Murine models of chronic lymphocytic leukaemia: role of microRNA‐16 in the New Zealand Black mouse model

Summary Mouse models are valuable tools in the study of human chronic lymphocytic leukaemia (CLL). The New Zealand Black (NZB) strain is a naturally occurring model of late‐onset CLL characterized by B‐cell hyperproliferation and autoimmunity early in life, followed by progression to CLL. Other genetically engineered models of CLL that have been developed include (NZB × NZW) F1 mice engineered to express IL5, mice expressing human TCL1A, and mice overexpressing both BCL2 and a tumour necrosis factor receptor‐associated factor.

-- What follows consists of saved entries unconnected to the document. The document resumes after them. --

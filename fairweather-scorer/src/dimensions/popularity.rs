//! Rating-driven dimensions: popularity, quality and social proof.

use fairweather_core::{MAX_RATING, Venue, clamp_score};

use crate::ScorerConfigError;

const NO_RATING_POPULARITY: f64 = 30.0;
const NO_RATING_QUALITY: f64 = 40.0;

/// Review-count thresholds and the adjustment each earns, largest first.
const REVIEW_ADJUSTMENTS: [(u32, f64); 4] = [(1_000, 10.0), (500, 7.0), (100, 5.0), (50, 3.0)];
const FEW_REVIEWS: u32 = 10;
const FEW_REVIEWS_PENALTY: f64 = -10.0;

fn review_adjustment(count: u32) -> f64 {
    if count < FEW_REVIEWS {
        return FEW_REVIEWS_PENALTY;
    }
    REVIEW_ADJUSTMENTS
        .iter()
        .find(|(threshold, _)| count >= *threshold)
        .map_or(0.0, |&(_, bonus)| bonus)
}

/// Score the venue's rating with a review-volume adjustment.
///
/// A missing review count is treated as zero reviews.
///
/// # Examples
/// ```
/// use fairweather_core::Venue;
/// use fairweather_scorer::dimensions::popularity_score;
///
/// let venue = Venue::new("v", "V").with_rating(4.5).with_review_count(120);
/// assert_eq!(popularity_score(&venue), 95.0);
/// ```
#[must_use]
#[expect(
    clippy::float_arithmetic,
    reason = "rating is rescaled to 0..=100 and adjusted"
)]
pub fn popularity_score(venue: &Venue) -> f64 {
    let Some(rating) = venue.valid_rating() else {
        return NO_RATING_POPULARITY;
    };
    let base = rating / MAX_RATING * 100.0;
    clamp_score(base + review_adjustment(venue.review_count.unwrap_or(0)))
}

/// Prior belief used to shrink ratings with few reviews toward a mean.
#[derive(Debug, Clone, Copy, PartialEq)]
pub struct BayesianPrior {
    mean: f64,
    weight: f64,
}

impl Default for BayesianPrior {
    fn default() -> Self {
        Self {
            mean: 4.0,
            weight: 25.0,
        }
    }
}

impl BayesianPrior {
    /// Build a prior from a mean rating and a pseudo-review count.
    ///
    /// # Errors
    /// Returns [`ScorerConfigError::BayesianPrior`] when the mean is outside
    /// `0.0..=5.0` or the weight is negative or not finite.
    pub fn new(mean: f64, weight: f64) -> Result<Self, ScorerConfigError> {
        if !(0.0..=MAX_RATING).contains(&mean) || !weight.is_finite() || weight < 0.0 {
            return Err(ScorerConfigError::BayesianPrior { mean, weight });
        }
        Ok(Self { mean, weight })
    }

    /// Prior mean rating.
    #[must_use]
    pub const fn mean(&self) -> f64 {
        self.mean
    }

    /// Number of pseudo-reviews at the prior mean.
    #[must_use]
    pub const fn weight(&self) -> f64 {
        self.weight
    }

    /// Rating shrunk toward the prior mean by review volume.
    #[must_use]
    #[expect(clippy::float_arithmetic, reason = "weighted mean of prior and observed rating")]
    pub fn adjust(&self, rating: f64, reviews: u32) -> f64 {
        let n = f64::from(reviews);
        let denominator = self.weight + n;
        if denominator <= 0.0 {
            return rating;
        }
        (self.weight * self.mean + n * rating) / denominator
    }
}

/// Score the review-adjusted rating on a sigmoid centred on the prior mean.
///
/// A venue rated exactly at the prior mean scores 50.
#[must_use]
#[expect(clippy::float_arithmetic, reason = "logistic curve over the adjusted rating")]
pub fn quality_score(venue: &Venue, prior: &BayesianPrior) -> f64 {
    let Some(rating) = venue.valid_rating() else {
        return NO_RATING_QUALITY;
    };
    let adjusted = prior.adjust(rating, venue.review_count.unwrap_or(0));
    let sigmoid = 1.0 / (1.0 + (-2.0 * (adjusted - prior.mean)).exp());
    clamp_score(100.0 * sigmoid)
}

/// Score review volume on a logarithmic scale capped at 100.
#[must_use]
#[expect(clippy::float_arithmetic, reason = "logarithmic review scale")]
pub fn social_score(venue: &Venue) -> f64 {
    venue.review_count.map_or(0.0, |count| {
        clamp_score(25.0 * (1.0 + f64::from(count)).log10())
    })
}
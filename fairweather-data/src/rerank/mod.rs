//! HTTP client for external reranking services.
//!
//! [`HttpRerankProvider`] POSTs a [`RerankRequest`](fairweather_core::RerankRequest)
//! as JSON to `{base_url}/rerank` and reads back the service's preferred
//! order. The synchronous [`RerankProvider`](fairweather_core::RerankProvider)
//! trait is implemented by blocking on the async request internally, so the
//! engine can call it from plain synchronous code.
//!
//! # Example
//!
//! ```no_run
//! use std::time::Duration;
//! use fairweather_core::{RerankProvider, RerankRequest};
//! use fairweather_data::rerank::{HttpRerankProvider, HttpRerankProviderConfig};
//!
//! let config = HttpRerankProviderConfig::new("http://localhost:8080")
//!     .with_api_key("secret")
//!     .with_user_agent("my-app/1.0");
//! let provider = HttpRerankProvider::with_config(config)?;
//!
//! let request = RerankRequest {
//!     venues: Vec::new(),
//!     weather_summary: "light rain, 9°C".into(),
//!     user_context: Some("cosy".into()),
//! };
//! let ids = provider.rerank(&request, Duration::from_secs(8));
//! # Ok::<(), Box<dyn std::error::Error>>(())
//! ```

mod provider;
mod wire;

pub use provider::{
    DEFAULT_USER_AGENT, HttpRerankProvider, HttpRerankProviderConfig, ProviderBuildError,
};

The applicability to human CLL varies with each model, suggesting that CLL is a multifactorial disease. Our work with the de novo NZB model has revealed many similarities to the human situation, particularly familial CLL. In NZB, the malignant clones express CD5, zap‐70, and have chromosomal instability and germline Ig sequence. We also identified a point mutation in the 3′‐flanking sequence of Mirn16‐1, which resulted in decreased levels of the microRNA, miR‐16 in lymphoid tissue. Exogenous restoration of miR‐16 to an NZB malignant B‐1 cell line resulted in cell cycle alterations, suggesting that the altered expression of Mirn15a/16‐1 is an important molecular lesion in CLL. Future studies utilizing the NZB mouse could ascertain the role of environmental triggers, such as low dose radiation and organic chemicals in the augmentation of a pre‐existing propensity to develop CLL.